This function also shows the use of 'try <expr> with err -> <expr>' that caches every possible exception and fills the variable 'err' with the details of the exception. This function can raise quite a lot of different exceptions, and frankly I am not very interested in the details. The routine just complains to the user about the given date string and gets over it. It returns the maximal possible float to include every filename.

The main standard function is the 'Unix.mktime' function. It wants to get a record filled with numbers about the current time. This function returns a pair with the needed float and a normalized record. With the pervasives function fst returns just the first parameter of the pair.

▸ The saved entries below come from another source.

//! Core functionalities: port resolution, serial transport, cart state, control loop.

pub mod braking;
pub mod config;
pub mod control;
pub mod error;
pub mod framelog;
pub mod port;
pub mod serial;
pub mod state;

pub use braking::BrakeRamp;
pub use config::TeleopConfig;
pub use control::{KeyInput, KeySource, Pacer, StatusSink, Teleop, Tick, TickPacer};
pub use error::{Error, Result};
pub use framelog::FrameLog;
pub use port::{FixedPath, Platform, PortInfo, PortResolver, PortStrategy, ScanForSubstring};
pub use serial::{FrameWriter, SerialConfig, SerialTransport, Transport};
pub use state::{CartState, Increments, KeyCommand};

pub use cart_teleop_protocol::CommandFrame;
//! Receiver-side decoding of a raw frame stream.
//!
//! There is no delimiter or checksum on the wire, so a reader that joins the
//! stream mid-frame has to hunt for the `MARKER_A, MARKER_B` pair and take the
//! next three bytes as the payload.

use crate::frame::{CommandFrame, FRAME_LEN, MARKER_A, MARKER_B};

#[derive(Debug, Default)]
pub struct FrameDecoder {
    buf: Vec<u8>,
    discarded: usize,
}

impl FrameDecoder {
    pub fn new() -> Self {
        Self::default()
    }

    pub fn push(&mut self, data: &[u8]) {
        self.buf.extend_from_slice(data);
    }

    /// Returns the next complete frame, skipping any bytes before a marker pair.
    pub fn next_frame(&mut self) -> Option<CommandFrame> {
        match self.buf.windows(2).position(|w| w == [MARKER_A, MARKER_B]) {
            Some(pos) => self.skip(pos),
            None => {
                // A lone MARKER_A at the end may be the first half of a pair.
                let keep = usize::from(self.buf.last() == Some(&MARKER_A));
                self.skip(self.buf.len() - keep);
                return None;
            }
        }

        if self.buf.len() < FRAME_LEN {
            return None;
        }

        let frame = CommandFrame {
            throttle: self.buf[2],
            brake: self.buf[3],
            steering: self.buf[4],
        };
        self.buf.drain(..FRAME_LEN);
        Some(frame)
    }

    /// Decodes every complete frame currently buffered.
    pub fn drain_frames(&mut self) -> Vec<CommandFrame> {
        std::iter::from_fn(|| self.next_frame()).collect()
    }

    /// Bytes thrown away while hunting for markers.
    pub fn discarded(&self) -> usize {
        self.discarded
    }

    pub fn pending(&self) -> usize {
        self.buf.len()
    }

    fn skip(&mut self, n: usize) {
        self.buf.drain(..n);
        self.discarded += n;
    }
}
use goblin::pe::section_table::SectionTable;

/// Little-endian reads over a PE file image, addressed by file offset or RVA.
///
/// Every accessor is bounds-checked and returns `None` instead of panicking,
/// since the structures it reads come straight from untrusted files.
pub struct ImageView<'a> {
    bytes: &'a [u8],
    sections: &'a [SectionTable],
}

impl<'a> ImageView<'a> {
    pub fn new(bytes: &'a [u8], sections: &'a [SectionTable]) -> Self {
        Self { bytes, sections }
    }

    /// Map an RVA to a file offset through the section table.
    pub fn offset_of(&self, rva: u32) -> Option<usize> {
        let rva = rva as u64;
        for sec in self.sections {
            let start = sec.virtual_address as u64;
            let size = if sec.virtual_size == 0 {
                sec.size_of_raw_data as u64
            } else {
                sec.virtual_size as u64
            };
            if rva >= start && rva < start + size {
                let delta = rva - start;
                if delta >= sec.size_of_raw_data as u64 {
                    return None;
                }
                let offset = sec.pointer_to_raw_data as u64 + delta;
                return if (offset as usize) < self.bytes.len() { Some(offset as usize) } else { None };
            }
        }
        None
    }

    /// Bytes `[rva, rva + len)`, truncated to what the file actually holds.
    pub fn slice_at_rva(&self, rva: u32, len: usize) -> Option<&'a [u8]> {
        let start = self.offset_of(rva)?;
        let end = start.saturating_add(len).min(self.bytes.len());
        self.bytes.get(start..end)
    }

    pub fn u16_at(&self, offset: usize) -> Option<u16> {
        read_u16(self.bytes, offset)
    }

    pub fn u32_at(&self, offset: usize) -> Option<u32> {
        read_u32(self.bytes, offset)
    }
}

pub fn read_u8(bytes: &[u8], offset: usize) -> Option<u8> {
    bytes.get(offset).copied()
}

pub fn read_u16(bytes: &[u8], offset: usize) -> Option<u16> {
    let b = bytes.get(offset..offset.checked_add(2)?)?;
    Some(u16::from_le_bytes([b[0], b[1]]))
}

pub fn read_u32(bytes: &[u8], offset: usize) -> Option<u32> {
    let b = bytes.get(offset..offset.checked_add(4)?)?;
    Some(u32::from_le_bytes([b[0], b[1], b[2], b[3]]))
}

pub fn read_u64(bytes: &[u8], offset: usize) -> Option<u64> {
    let b = bytes.get(offset..offset.checked_add(8)?)?;
    let mut buf = [0u8; 8];
    buf.copy_from_slice(b);
    Some(u64::from_le_bytes(buf))
}

/// NUL-terminated UTF-8 string starting at `offset`, bounded by `limit`.
pub fn read_cstr(bytes: &[u8], offset: usize, limit: usize) -> Option<String> {
    let end = limit.min(bytes.len());
    let tail = bytes.get(offset..end)?;
    let len = tail.iter().position(|b| *b == 0).unwrap_or(tail.len());
    Some(String::from_utf8_lossy(&tail[..len]).into_owned())
}

pub fn align4(value: usize) -> usize {
    (value + 3) & !3
}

The ';' before the 'max_float' indicates that the expression results in a float, but the instructions before the ';' are calculated first. This is the first non-functional instruction inside the example code. OCaml is not strictly functional, but has the full power of other functional languages.

Dynamic data structure

Now is the time for a real data structure that is dynamically build and can be used in a lot of different ways.

type entrytype =
| Dir of entry list   (* directory with a list of files *)
| File of string      (* a file inside a directory *)


entry = {
	mutable e_name: string;   (* name of a file or directory *)
	e_type: entrytype;        (* what type is this together with type
                                     related information *)
	e_atime: float;           (* last access time *)
	e_size: int64;            (* size of the file or size of all the matching
                                     files in the directory *)

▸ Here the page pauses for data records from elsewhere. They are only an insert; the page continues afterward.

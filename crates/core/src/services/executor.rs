//! Filesystem mutation for a single rename candidate.
//!
//! Extension-only mode is one rename in place. Full mode moves the file into
//! a new directory carrying its old name, going through a temporary name so
//! the directory can take the file's place:
//!
//! ```text
//! dir/current  ->  dir/<uuid>  ->  dir/current/ (mkdir)  ->  dir/current/proposed
//! ```
//!
//! A failure after the first step is rolled back so the file ends up under
//! its original name again.

use std::fs;
use std::io::{self, Write};
use std::path::{Path, PathBuf};

use thiserror::Error;
use tracing::debug;
use uuid::Uuid;

use crate::config::RunConfig;
use crate::model::RenamingCandidate;
use crate::util::concise_io_error;

/// Filesystem primitives used by the rename protocol.
pub trait FileOps {
    fn rename(&self, from: &Path, to: &Path) -> io::Result<()>;
    fn create_dir_all(&self, path: &Path) -> io::Result<()>;
    fn remove_dir(&self, path: &Path) -> io::Result<()>;
    fn exists(&self, path: &Path) -> bool;
}

/// [`FileOps`] backed by `std::fs`.
pub struct StdFileOps;

impl FileOps for StdFileOps {
    fn rename(&self, from: &Path, to: &Path) -> io::Result<()> {
        fs::rename(from, to)
    }

    fn create_dir_all(&self, path: &Path) -> io::Result<()> {
        fs::create_dir_all(path)
    }

    fn remove_dir(&self, path: &Path) -> io::Result<()> {
        fs::remove_dir(path)
    }

    fn exists(&self, path: &Path) -> bool {
        fs::symlink_metadata(path).is_ok()
    }
}

#[derive(Debug, Error)]
pub enum RenameError {
    #[error("cannot rename {} to {}: {}", .from.display(), .to.display(), concise_io_error(.source))]
    Rename {
        from: PathBuf,
        to: PathBuf,
        #[source]
        source: io::Error,
    },
    #[error("cannot create directory {}: {}", .path.display(), concise_io_error(.source))]
    CreateDir {
        path: PathBuf,
        #[source]
        source: io::Error,
    },
    #[error("cannot rename {} to {}: destination exists", .from.display(), .to.display())]
    DestinationExists { from: PathBuf, to: PathBuf },
    #[error("{cause}; file left at {} ({})", .temp.display(), concise_io_error(.restore))]
    Stranded {
        temp: PathBuf,
        #[source]
        cause: Box<RenameError>,
        restore: io::Error,
    },
    #[error("cannot write report: {}", concise_io_error(.0))]
    Report(#[source] io::Error),
}

/// Outcome of a successful (or simulated) rename.
#[derive(Debug, Clone, PartialEq, Eq)]
pub struct AppliedRename {
    pub source: PathBuf,
    pub destination: PathBuf,
    /// True when nothing was touched because the run is a dry run.
    pub simulated: bool,
}

/// Where `candidate` ends up under the active mode.
pub fn destination_path(candidate: &RenamingCandidate, config: &RunConfig) -> PathBuf {
    if config.extension_only {
        candidate.directory.join(&candidate.proposed_name)
    } else {
        candidate.source_path().join(&candidate.proposed_name)
    }
}

/// Apply one candidate on the real filesystem.
pub fn apply(
    candidate: &RenamingCandidate,
    config: &RunConfig,
    out: &mut dyn Write,
) -> Result<AppliedRename, RenameError> {
    apply_with(candidate, config, &StdFileOps, out)
}

/// Apply one candidate through `fs`.
///
/// The `Renaming <source> → <destination>` line is written to `out` in dry-run
/// and verbose modes, before any mutation.
pub fn apply_with(
    candidate: &RenamingCandidate,
    config: &RunConfig,
    fs: &dyn FileOps,
    out: &mut dyn Write,
) -> Result<AppliedRename, RenameError> {
    let source = candidate.source_path();
    let destination = destination_path(candidate, config);

    if config.dry_run || config.verbose {
        writeln!(out, "Renaming {} → {}", source.display(), destination.display()).map_err(RenameError::Report)?;
    }
    if config.dry_run {
        return Ok(AppliedRename { source, destination, simulated: true });
    }

    if config.extension_only {
        // A case-only change may report the source itself as existing.
        let case_only = candidate.current_name.to_lowercase() == candidate.proposed_name.to_lowercase();
        if !case_only && fs.exists(&destination) {
            return Err(RenameError::DestinationExists { from: source, to: destination });
        }
        rename_step(fs, &source, &destination)?;
    } else {
        wrap_in_directory(fs, &source, &destination)?;
    }

    Ok(AppliedRename { source, destination, simulated: false })
}

fn rename_step(fs: &dyn FileOps, from: &Path, to: &Path) -> Result<(), RenameError> {
    fs.rename(from, to).map_err(|source| RenameError::Rename {
        from: from.to_path_buf(),
        to: to.to_path_buf(),
        source,
    })
}

/// Replace the file at `source` with a directory of the same name holding
/// the file as `destination`.
pub fn wrap_in_directory(fs: &dyn FileOps, source: &Path, destination: &Path) -> Result<(), RenameError> {
    let parent = source.parent().unwrap_or_else(|| Path::new("."));
    let temp = parent.join(Uuid::new_v4().to_string());

    rename_step(fs, source, &temp)?;
    debug!("Moved {} to temporary {}", source.display(), temp.display());

    let created = fs.create_dir_all(source).map_err(|err| RenameError::CreateDir { path: source.to_path_buf(), source: err });
    let result = created.and_then(|()| rename_step(fs, &temp, destination));

    match result {
        Ok(()) => Ok(()),
        Err(cause) => Err(roll_back(fs, source, &temp, cause)),
    }
}

fn roll_back(fs: &dyn FileOps, source: &Path, temp: &Path, cause: RenameError) -> RenameError {
    // Only succeeds while the directory is still empty.
    if let Err(err) = fs.remove_dir(source) {
        debug!("Leaving {} in place: {}", source.display(), concise_io_error(&err));
    }
    match fs.rename(temp, source) {
        Ok(()) => cause,
        Err(restore) => RenameError::Stranded { temp: temp.to_path_buf(), cause: Box::new(cause), restore },
    }
}
//! CLI (.NET) metadata: module name and assembly version.
//!
//! Only the `#~` table stream and the `#Strings` heap are consulted. The
//! Module table is always first, so its name sits right after the row counts;
//! reaching the Assembly table requires the row size of every table before it.

use crate::model::ModuleVersion;
use crate::services::backends::image::{align4, read_cstr, read_u16, read_u32, read_u64, read_u8, ImageView};

const METADATA_SIGNATURE: u32 = 0x424A_5342;
const MODULE_TABLE: usize = 0x00;
const ASSEMBLY_TABLE: usize = 0x20;
const EXTRA_DATA_FLAG: u8 = 0x40;

#[derive(Debug, Clone, Default, PartialEq, Eq)]
pub struct ClrInfo {
    pub module_name: Option<String>,
    pub assembly_version: Option<ModuleVersion>,
}

struct CodedIndex {
    tables: &'static [usize],
    tag_bits: u32,
}

const TYPE_DEF_OR_REF: CodedIndex = CodedIndex { tables: &[0x02, 0x01, 0x1B], tag_bits: 2 };
const HAS_CONSTANT: CodedIndex = CodedIndex { tables: &[0x04, 0x08, 0x17], tag_bits: 2 };
const HAS_CUSTOM_ATTRIBUTE: CodedIndex = CodedIndex {
    tables: &[
        0x06, 0x04, 0x01, 0x02, 0x08, 0x09, 0x0A, 0x00, 0x0E, 0x17, 0x14, 0x11, 0x1A, 0x1B, 0x20,
        0x23, 0x26, 0x27, 0x28, 0x2A, 0x2C, 0x2B,
    ],
    tag_bits: 5,
};
const HAS_FIELD_MARSHAL: CodedIndex = CodedIndex { tables: &[0x04, 0x08], tag_bits: 1 };
const HAS_DECL_SECURITY: CodedIndex = CodedIndex { tables: &[0x02, 0x06, 0x20], tag_bits: 2 };
const MEMBER_REF_PARENT: CodedIndex =
    CodedIndex { tables: &[0x02, 0x01, 0x1A, 0x06, 0x1B], tag_bits: 3 };
const HAS_SEMANTICS: CodedIndex = CodedIndex { tables: &[0x14, 0x17], tag_bits: 1 };
const METHOD_DEF_OR_REF: CodedIndex = CodedIndex { tables: &[0x06, 0x0A], tag_bits: 1 };
const MEMBER_FORWARDED: CodedIndex = CodedIndex { tables: &[0x04, 0x06], tag_bits: 1 };
const CUSTOM_ATTRIBUTE_TYPE: CodedIndex = CodedIndex { tables: &[0x06, 0x0A], tag_bits: 3 };
const RESOLUTION_SCOPE: CodedIndex = CodedIndex { tables: &[0x00, 0x1A, 0x23, 0x01], tag_bits: 2 };

enum Col {
    U16,
    U32,
    Str,
    Guid,
    Blob,
    Table(usize),
    Coded(&'static CodedIndex),
}

use Col::*;

/// Column layout of tables 0x00..0x1F (everything preceding Assembly).
const TABLE_COLUMNS: [&[Col]; ASSEMBLY_TABLE] = [
    &[U16, Str, Guid, Guid, Guid],                                    // Module
    &[Coded(&RESOLUTION_SCOPE), Str, Str],                            // TypeRef
    &[U32, Str, Str, Coded(&TYPE_DEF_OR_REF), Table(0x04), Table(0x06)], // TypeDef
    &[Table(0x04)],                                                   // FieldPtr
    &[U16, Str, Blob],                                                // Field
    &[Table(0x06)],                                                   // MethodPtr
    &[U32, U16, U16, Str, Blob, Table(0x08)],                         // MethodDef
    &[Table(0x08)],                                                   // ParamPtr
    &[U16, U16, Str],                                                 // Param
    &[Table(0x02), Coded(&TYPE_DEF_OR_REF)],                          // InterfaceImpl
    &[Coded(&MEMBER_REF_PARENT), Str, Blob],                          // MemberRef
    &[U16, Coded(&HAS_CONSTANT), Blob],                               // Constant
    &[Coded(&HAS_CUSTOM_ATTRIBUTE), Coded(&CUSTOM_ATTRIBUTE_TYPE), Blob], // CustomAttribute
    &[Coded(&HAS_FIELD_MARSHAL), Blob],                               // FieldMarshal
    &[U16, Coded(&HAS_DECL_SECURITY), Blob],                          // DeclSecurity
    &[U16, U32, Table(0x02)],                                         // ClassLayout
    &[U32, Table(0x04)],                                              // FieldLayout
    &[Blob],                                                          // StandAloneSig
    &[Table(0x02), Table(0x14)],                                      // EventMap
    &[Table(0x14)],                                                   // EventPtr
    &[U16, Str, Coded(&TYPE_DEF_OR_REF)],                             // Event
    &[Table(0x02), Table(0x17)],                                      // PropertyMap
    &[Table(0x17)],                                                   // PropertyPtr
    &[U16, Str, Blob],                                                // Property
    &[U16, Table(0x06), Coded(&HAS_SEMANTICS)],                       // MethodSemantics
    &[Table(0x02), Coded(&METHOD_DEF_OR_REF), Coded(&METHOD_DEF_OR_REF)], // MethodImpl
    &[Str],                                                           // ModuleRef
    &[Blob],                                                          // TypeSpec
    &[U16, Coded(&MEMBER_FORWARDED), Str, Table(0x1A)],               // ImplMap
    &[U32, Table(0x04)],                                              // FieldRVA
    &[U32, U32],                                                      // EncLog
    &[U32],                                                           // EncMap
];

struct TableStream {
    rows: [u32; 64],
    string_index: usize,
    guid_index: usize,
    blob_index: usize,
    /// Offset (within the stream) of the first table row.
    data_start: usize,
}

impl TableStream {
    fn parse(stream: &[u8]) -> Option<Self> {
        let heap_sizes = read_u8(stream, 6)?;
        let valid = read_u64(stream, 8)?;
        let mut rows = [0u32; 64];
        let mut cursor = 24;
        for (table, count) in rows.iter_mut().enumerate() {
            if valid & (1u64 << table) != 0 {
                *count = read_u32(stream, cursor)?;
                cursor += 4;
            }
        }
        if heap_sizes & EXTRA_DATA_FLAG != 0 {
            cursor += 4;
        }
        Some(Self {
            rows,
            string_index: if heap_sizes & 0x01 != 0 { 4 } else { 2 },
            guid_index: if heap_sizes & 0x02 != 0 { 4 } else { 2 },
            blob_index: if heap_sizes & 0x04 != 0 { 4 } else { 2 },
            data_start: cursor,
        })
    }

    fn column_size(&self, col: &Col) -> usize {
        match col {
            U16 => 2,
            U32 => 4,
            Str => self.string_index,
            Guid => self.guid_index,
            Blob => self.blob_index,
            Table(t) => {
                if self.rows[*t] > 0xFFFF {
                    4
                } else {
                    2
                }
            }
            Coded(index) => {
                let max_rows = index.tables.iter().map(|t| self.rows[*t]).max().unwrap_or(0);
                if (max_rows as u64) < (1u64 << (16 - index.tag_bits)) {
                    2
                } else {
                    4
                }
            }
        }
    }

    fn row_size(&self, table: usize) -> usize {
        TABLE_COLUMNS[table].iter().map(|col| self.column_size(col)).sum()
    }

    fn table_offset(&self, table: usize) -> usize {
        self.data_start
            + (0..table).map(|t| self.rows[t] as usize * self.row_size(t)).sum::<usize>()
    }

    fn read_string_index(&self, stream: &[u8], offset: usize) -> Option<u32> {
        if self.string_index == 4 {
            read_u32(stream, offset)
        } else {
            read_u16(stream, offset).map(u32::from)
        }
    }
}

/// Locate the metadata streams named `#~` (or `#-`) and `#Strings`.
fn find_streams<'a>(metadata: &'a [u8]) -> Option<(&'a [u8], &'a [u8])> {
    if read_u32(metadata, 0)? != METADATA_SIGNATURE {
        return None;
    }
    let version_len = read_u32(metadata, 12)? as usize;
    let header = 16usize.checked_add(version_len)?;
    let stream_count = read_u16(metadata, header + 2)? as usize;

    let mut tables = None;
    let mut strings = None;
    let mut cursor = header + 4;
    for _ in 0..stream_count {
        let offset = read_u32(metadata, cursor)? as usize;
        let size = read_u32(metadata, cursor + 4)? as usize;
        let name = read_cstr(metadata, cursor + 8, cursor + 8 + 32)?;
        cursor = align4(cursor + 8 + name.len() + 1);

        let end = offset.checked_add(size)?.min(metadata.len());
        let data = metadata.get(offset..end)?;
        match name.as_str() {
            "#~" | "#-" => tables = Some(data),
            "#Strings" => strings = Some(data),
            _ => {}
        }
    }
    Some((tables?, strings?))
}

/// Read module name and assembly version through the CLI header at `cli_header_rva`.
pub fn read_clr(image: &ImageView, cli_header_rva: u32) -> Option<ClrInfo> {
    let header = image.offset_of(cli_header_rva)?;
    let metadata_rva = image.u32_at(header + 8)?;
    let metadata_size = image.u32_at(header + 12)?;
    let metadata = image.slice_at_rva(metadata_rva, metadata_size as usize)?;

    let (stream, strings) = find_streams(metadata)?;
    let tables = TableStream::parse(stream)?;
    let mut info = ClrInfo::default();

    if tables.rows[MODULE_TABLE] > 0 {
        let name_at = tables.table_offset(MODULE_TABLE) + 2;
        info.module_name = tables
            .read_string_index(stream, name_at)
            .and_then(|idx| read_cstr(strings, idx as usize, strings.len()))
            .filter(|name| !name.is_empty());
    }

    if tables.rows[ASSEMBLY_TABLE] > 0 {
        // HashAlgId (u32) precedes the four version words.
        let row = tables.table_offset(ASSEMBLY_TABLE) + 4;
        let parts: Option<Vec<u16>> = (0..4).map(|i| read_u16(stream, row + i * 2)).collect();
        info.assembly_version = parts.map(ModuleVersion::new);
    }

    Some(info)
}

The 'and' statement is used to glue the two definitions together. They are created at the same time so that 'entrytype' can include 'entry' and vice-versa. 'entrytype' can consist one of 2 things: a directory with a list of entries or a file with its type. The directory entry has a mutable name. This is can be used later on to change a filename info the full path to that file.

As with ANSI C, the operators for Boolean algebra are '(&&)' and '(||)'.


let rec dirwrite el depth sortfn =
List.iter (
  fun e ->
    match e.e_type with
    | Dir lst ->
       if e.e_size <> Int64.of_int 0 then begin
         print_string ((String.make (depth*2) ' ') ^ "Directory " ^
           e.e_name ^ " = (" ^ filesize e.e_size ^ ")\n"); 
         dirwrite lst (depth+1) sortfn
    | File string -> 
       print_string ((String.make (depth*2) ' ') ^ e.e_name ^
         " (" ^ filesize e.e_size ^ ")\n")
  ) (List.sort sortfn el)

Here is the recursive ('rec') function 'dirwrite' that traverses a given tree 'el' and writes the result to the standard output. The parameter 'depth' indicates the amount of spaces to write a tree like structure of filenames. The function sorts all the lists with the given function 'sortfn'. The new language structure here is 'fun <parm-1> ... <parm-n> -> <expr>'. This construction creates a function without a name. The parameters of this function like construction can be used like a template to match pairs.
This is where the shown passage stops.